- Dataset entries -

########

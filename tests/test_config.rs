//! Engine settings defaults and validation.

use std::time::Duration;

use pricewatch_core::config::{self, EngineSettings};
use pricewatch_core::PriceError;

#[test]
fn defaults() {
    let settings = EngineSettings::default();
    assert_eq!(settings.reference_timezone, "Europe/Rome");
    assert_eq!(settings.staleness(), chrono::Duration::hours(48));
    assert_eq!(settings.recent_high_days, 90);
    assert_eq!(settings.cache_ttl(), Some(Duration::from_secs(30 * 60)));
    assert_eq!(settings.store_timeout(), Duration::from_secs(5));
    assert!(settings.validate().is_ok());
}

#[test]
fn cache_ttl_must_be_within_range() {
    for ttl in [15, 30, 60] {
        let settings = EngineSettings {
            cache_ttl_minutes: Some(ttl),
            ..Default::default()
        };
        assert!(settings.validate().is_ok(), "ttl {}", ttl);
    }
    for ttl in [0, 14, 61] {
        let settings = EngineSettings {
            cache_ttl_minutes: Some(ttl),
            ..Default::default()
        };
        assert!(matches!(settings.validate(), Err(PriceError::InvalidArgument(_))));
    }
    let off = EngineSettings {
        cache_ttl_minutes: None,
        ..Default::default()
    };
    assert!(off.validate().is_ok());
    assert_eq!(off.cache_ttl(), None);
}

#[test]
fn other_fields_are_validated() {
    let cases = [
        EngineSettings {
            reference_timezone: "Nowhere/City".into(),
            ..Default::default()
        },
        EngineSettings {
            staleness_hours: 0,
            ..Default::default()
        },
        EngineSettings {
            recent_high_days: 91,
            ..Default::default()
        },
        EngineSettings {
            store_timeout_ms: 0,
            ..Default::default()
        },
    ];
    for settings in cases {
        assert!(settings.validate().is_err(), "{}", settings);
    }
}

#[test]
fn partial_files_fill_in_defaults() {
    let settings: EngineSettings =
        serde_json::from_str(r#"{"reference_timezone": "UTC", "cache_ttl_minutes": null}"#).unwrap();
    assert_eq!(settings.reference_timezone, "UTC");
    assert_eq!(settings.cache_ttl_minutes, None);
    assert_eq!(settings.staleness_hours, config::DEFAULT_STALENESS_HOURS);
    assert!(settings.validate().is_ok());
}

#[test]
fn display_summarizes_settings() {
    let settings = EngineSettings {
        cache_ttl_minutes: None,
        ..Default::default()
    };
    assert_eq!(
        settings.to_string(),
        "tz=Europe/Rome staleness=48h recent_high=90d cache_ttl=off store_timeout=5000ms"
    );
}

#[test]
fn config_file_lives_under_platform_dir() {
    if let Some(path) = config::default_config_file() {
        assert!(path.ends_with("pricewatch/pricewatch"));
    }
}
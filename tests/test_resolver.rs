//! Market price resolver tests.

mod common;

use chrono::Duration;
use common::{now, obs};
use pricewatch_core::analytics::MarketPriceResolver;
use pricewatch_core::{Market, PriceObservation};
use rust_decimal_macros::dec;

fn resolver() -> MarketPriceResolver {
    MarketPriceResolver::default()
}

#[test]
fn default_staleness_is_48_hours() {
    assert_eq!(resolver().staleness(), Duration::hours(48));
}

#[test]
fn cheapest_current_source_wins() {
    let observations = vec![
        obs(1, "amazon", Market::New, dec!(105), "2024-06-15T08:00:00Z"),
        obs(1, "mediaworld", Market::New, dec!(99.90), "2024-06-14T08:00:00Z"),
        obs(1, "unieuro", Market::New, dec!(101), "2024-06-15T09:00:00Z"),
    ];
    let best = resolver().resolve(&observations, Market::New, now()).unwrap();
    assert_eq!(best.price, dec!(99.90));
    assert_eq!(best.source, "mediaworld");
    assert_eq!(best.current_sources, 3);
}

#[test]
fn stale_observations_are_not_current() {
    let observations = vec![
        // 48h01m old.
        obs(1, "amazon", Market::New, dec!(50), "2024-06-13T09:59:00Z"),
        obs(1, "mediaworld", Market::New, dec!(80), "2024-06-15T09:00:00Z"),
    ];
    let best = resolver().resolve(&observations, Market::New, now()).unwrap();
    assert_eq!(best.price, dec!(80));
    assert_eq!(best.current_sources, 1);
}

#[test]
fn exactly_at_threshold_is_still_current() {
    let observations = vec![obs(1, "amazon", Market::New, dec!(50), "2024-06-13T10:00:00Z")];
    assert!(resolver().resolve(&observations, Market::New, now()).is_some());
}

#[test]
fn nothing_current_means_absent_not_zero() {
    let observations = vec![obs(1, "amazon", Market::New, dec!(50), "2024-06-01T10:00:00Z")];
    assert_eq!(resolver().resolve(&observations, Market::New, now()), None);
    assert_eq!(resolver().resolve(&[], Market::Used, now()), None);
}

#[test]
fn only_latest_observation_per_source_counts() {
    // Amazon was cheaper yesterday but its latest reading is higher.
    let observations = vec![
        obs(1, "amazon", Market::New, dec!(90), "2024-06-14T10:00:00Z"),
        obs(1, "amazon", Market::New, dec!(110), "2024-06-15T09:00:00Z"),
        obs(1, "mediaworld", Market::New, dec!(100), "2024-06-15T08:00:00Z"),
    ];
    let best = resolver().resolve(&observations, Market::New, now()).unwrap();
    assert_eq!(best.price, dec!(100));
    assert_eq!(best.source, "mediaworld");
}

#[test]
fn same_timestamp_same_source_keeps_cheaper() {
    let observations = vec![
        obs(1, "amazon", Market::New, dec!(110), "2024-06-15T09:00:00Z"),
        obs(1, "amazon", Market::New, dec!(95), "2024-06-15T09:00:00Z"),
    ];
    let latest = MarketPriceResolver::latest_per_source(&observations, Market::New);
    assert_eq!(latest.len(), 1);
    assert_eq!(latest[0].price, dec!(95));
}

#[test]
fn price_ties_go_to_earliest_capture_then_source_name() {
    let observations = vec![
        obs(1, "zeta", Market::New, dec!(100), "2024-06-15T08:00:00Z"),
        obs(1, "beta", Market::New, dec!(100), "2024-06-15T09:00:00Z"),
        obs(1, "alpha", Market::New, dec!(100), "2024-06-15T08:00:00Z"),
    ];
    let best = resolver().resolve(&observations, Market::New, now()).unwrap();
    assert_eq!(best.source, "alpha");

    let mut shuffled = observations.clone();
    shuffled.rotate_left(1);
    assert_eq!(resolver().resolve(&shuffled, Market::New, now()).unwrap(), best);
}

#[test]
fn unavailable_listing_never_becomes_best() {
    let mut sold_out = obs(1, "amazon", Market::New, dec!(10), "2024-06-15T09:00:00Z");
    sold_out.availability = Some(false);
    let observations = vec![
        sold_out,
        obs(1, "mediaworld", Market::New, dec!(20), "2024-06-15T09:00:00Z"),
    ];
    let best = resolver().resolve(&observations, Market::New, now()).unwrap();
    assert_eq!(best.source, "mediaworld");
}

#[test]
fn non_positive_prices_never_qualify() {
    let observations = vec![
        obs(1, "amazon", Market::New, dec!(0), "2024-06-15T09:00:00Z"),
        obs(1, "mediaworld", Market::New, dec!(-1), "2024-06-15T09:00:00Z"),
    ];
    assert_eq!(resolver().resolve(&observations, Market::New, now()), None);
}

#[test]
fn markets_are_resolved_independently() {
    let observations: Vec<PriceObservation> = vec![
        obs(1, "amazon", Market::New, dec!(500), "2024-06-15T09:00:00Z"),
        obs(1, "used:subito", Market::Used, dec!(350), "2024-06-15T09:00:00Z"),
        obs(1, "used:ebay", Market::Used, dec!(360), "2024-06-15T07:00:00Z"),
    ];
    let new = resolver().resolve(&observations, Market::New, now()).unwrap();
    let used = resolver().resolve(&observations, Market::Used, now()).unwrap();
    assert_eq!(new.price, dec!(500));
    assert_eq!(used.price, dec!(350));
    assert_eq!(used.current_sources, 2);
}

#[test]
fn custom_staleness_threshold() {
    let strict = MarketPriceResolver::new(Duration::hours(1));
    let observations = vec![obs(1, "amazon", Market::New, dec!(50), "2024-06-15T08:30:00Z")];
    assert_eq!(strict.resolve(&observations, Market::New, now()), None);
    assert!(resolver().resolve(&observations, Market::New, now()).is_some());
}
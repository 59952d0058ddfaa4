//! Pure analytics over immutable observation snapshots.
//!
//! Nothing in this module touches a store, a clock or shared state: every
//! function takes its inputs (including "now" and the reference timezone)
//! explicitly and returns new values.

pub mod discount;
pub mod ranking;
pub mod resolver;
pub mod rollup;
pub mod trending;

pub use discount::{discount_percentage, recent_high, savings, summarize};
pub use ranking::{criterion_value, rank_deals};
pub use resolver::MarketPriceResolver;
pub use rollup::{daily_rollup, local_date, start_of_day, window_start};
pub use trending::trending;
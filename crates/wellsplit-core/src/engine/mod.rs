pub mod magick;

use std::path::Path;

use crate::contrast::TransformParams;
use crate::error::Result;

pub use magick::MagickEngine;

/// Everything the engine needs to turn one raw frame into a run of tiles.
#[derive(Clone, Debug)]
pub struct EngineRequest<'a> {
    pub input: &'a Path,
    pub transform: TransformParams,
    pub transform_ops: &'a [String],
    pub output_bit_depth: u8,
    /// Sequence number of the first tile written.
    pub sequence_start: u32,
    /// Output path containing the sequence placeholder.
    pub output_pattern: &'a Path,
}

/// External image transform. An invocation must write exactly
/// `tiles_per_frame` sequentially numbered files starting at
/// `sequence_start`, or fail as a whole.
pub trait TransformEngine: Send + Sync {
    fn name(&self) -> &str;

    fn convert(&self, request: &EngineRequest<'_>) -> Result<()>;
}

########

Among the entries above, copy exactly only the lines starting with the one containing "assert_eq!(new.price, dec!(500));" and going through the one containing "pub use magick::MagickEngine;", both ends included.

- Result for this exercise -
    assert_eq!(new.price, dec!(500));
    assert_eq!(used.price, dec!(350));
    assert_eq!(used.current_sources, 2);
}

#[test]
fn custom_staleness_threshold() {
    let strict = MarketPriceResolver::new(Duration::hours(1));
    let observations = vec![obs(1, "amazon", Market::New, dec!(50), "2024-06-15T08:30:00Z")];
    assert_eq!(strict.resolve(&observations, Market::New, now()), None);
    assert!(resolver().resolve(&observations, Market::New, now()).is_some());
}
repository 59952d0058ddfaa4
//! Pure analytics over immutable observation snapshots.
//!
//! Nothing in this module touches a store, a clock or shared state: every
//! function takes its inputs (including "now" and the reference timezone)
//! explicitly and returns new values.

pub mod discount;
pub mod ranking;
pub mod resolver;
pub mod rollup;
pub mod trending;

pub use discount::{discount_percentage, recent_high, savings, summarize};
pub use ranking::{criterion_value, rank_deals};
pub use resolver::MarketPriceResolver;
pub use rollup::{daily_rollup, local_date, start_of_day, window_start};
pub use trending::trending;
filename crates/wellsplit-core/src/engine/mod.rs
pub mod magick;

use std::path::Path;

use crate::contrast::TransformParams;
use crate::error::Result;

pub use magick::MagickEngine;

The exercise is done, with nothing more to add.